La morte tra le braccia di suor Camilla. In ricordo della Beata Vannini

Tratto da Beata Giuseppina Vannini. L’amore dà la vita di Gianfranco Grieco. Edizioni Messagero Padova

Beata Giuseppina Vannini

Beata Giuseppina Vannini

La madre chiamava a sé tutte le Figlie spirituali. Parlava loro ad una ad una, rivolgendole parole affettuose; infine, una particolare benedizione. I nomi di Gesù e Maria si rincorrevano sulle sue labbra. Di notte, verso le ore due e  trenta del 23, suo Camilla che l’assisteva dopo le due notti insonni di suor Giuseppina, notava che la Madre emetteva un lungo respiro. Correva subito accanto al letto e riceva sulla sua spalla il capo reclinato della madre che così rendeva l’anima a Dio.

Era il 23 febbraio 1911. Madre Giuseppina aveva 51 anni, 7 mesi e 16 giorni. Erano trascorsi 19 anni da quando nella piccola casa di via Merulana aveva dato vita insieme con padre Luigi Tezza alla fondazione della Congregazione Figlie di San Camillo.

In attesa dell’alba le religiose più vicine alla Madre ricomponevano la salma e la rivestivano dell’abito religioso segnato dalla croce rossa. Sembrava che dormisse. Un materno sorriso illuminava il suo volto.

Tutta la comunità riunita nella camera attigua – si può leggere nella Cronaca – foglio 47 del 23 febbraio 1911, ore 2,15 ant. – recitò l’intero Rosario fra i suffragi e le lacrime e si intrattenne in preghiera fino al mattino. La meditazione di quel giorno presentava la risurrezione della figliuola di Giairo. «Era Gesù che voleva per primo apportare ai nostri corpi addolorati la sua parola di conforto. “Perché vi affannate e piangete?

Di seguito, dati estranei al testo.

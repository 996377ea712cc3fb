use serde::{Deserialize, Serialize};

/// Identity attached to delivered events.
///
/// All fields are optional; the id may be filled in by the anonymous
/// identity manager when no explicit id is configured.
#[derive(Debug, Clone, Default, PartialEq, Eq, Serialize, Deserialize)]
pub struct User {
    #[serde(skip_serializing_if = "Option::is_none")]
    pub id: Option<String>,
    #[serde(skip_serializing_if = "Option::is_none")]
    pub name: Option<String>,
    #[serde(skip_serializing_if = "Option::is_none")]
    pub email: Option<String>,
}

impl User {
    pub fn with_id(id: impl Into<String>) -> Self {
        Self {
            id: Some(id.into()),
            ..Self::default()
        }
    }
}

#[cfg(test)]
mod tests {
    use super::*;

    #[test]
    fn test_user_default_is_empty() {
        let user = User::default();
        assert!(user.id.is_none());
        assert!(user.name.is_none());
        assert!(user.email.is_none());
    }

    #[test]
    fn test_user_serialization_skips_missing_fields() {
        let user = User::with_id("abc123");
        let json = serde_json::to_value(&user).unwrap();
        assert_eq!(json, serde_json::json!({ "id": "abc123" }));
    }
}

La fanciulla non è morta ma dorme!”. Oh consolante parola di Gesù, parola di vita, di verità, fondamento della nostra fede e della nostra speranza, qual conforto non arrechi ai nostri cuori… !»

La salma veniva esposta nel parlatorio ed erano moltissime nei giorni successivi le suore e le personalità ecclesiastiche e civili che venivano a renderle omaggio. Il mattino del 24, alle ore 6 «presente cadavere», veniva celebrata la messa da requiem nella camera ardente. Il feretro veniva poi trasportato nella cappella per l’Ufficio funebre. Tra le lacrime, tutte le sue Figlie spirituali davano alla madre il commiato. Alle ore 14 di quello stesso giorno veniva portata al Campo Verano.

Accompagnavano il feretro il padre Vido, Superiore generale dei Camilliani, il padre Alfonso Maria Andrioli, Vicario generale, il padre Giuseppe da Monterotondo ed un gruppo di religiose dell’Istituto affrante per la morte della loro «giovane Madre».

Veniva sepolta nella tomba da lei stessa acquistata per le Figlie dell’Istituto.

Esumata nel 1932, la salma veniva traslata nella chiesa della Casa Madre delle Figlie di San Camillo di Acqua Bullicante tra la Casilina e la Prenestina.

Al centro del pavimento una lapide posta sulla tomba riportava questo testo: «Pietà e amore di Figlie – qui la vollero – perché resti e sopravviva – in mezzo a loro – Madre, Maestra, Guida».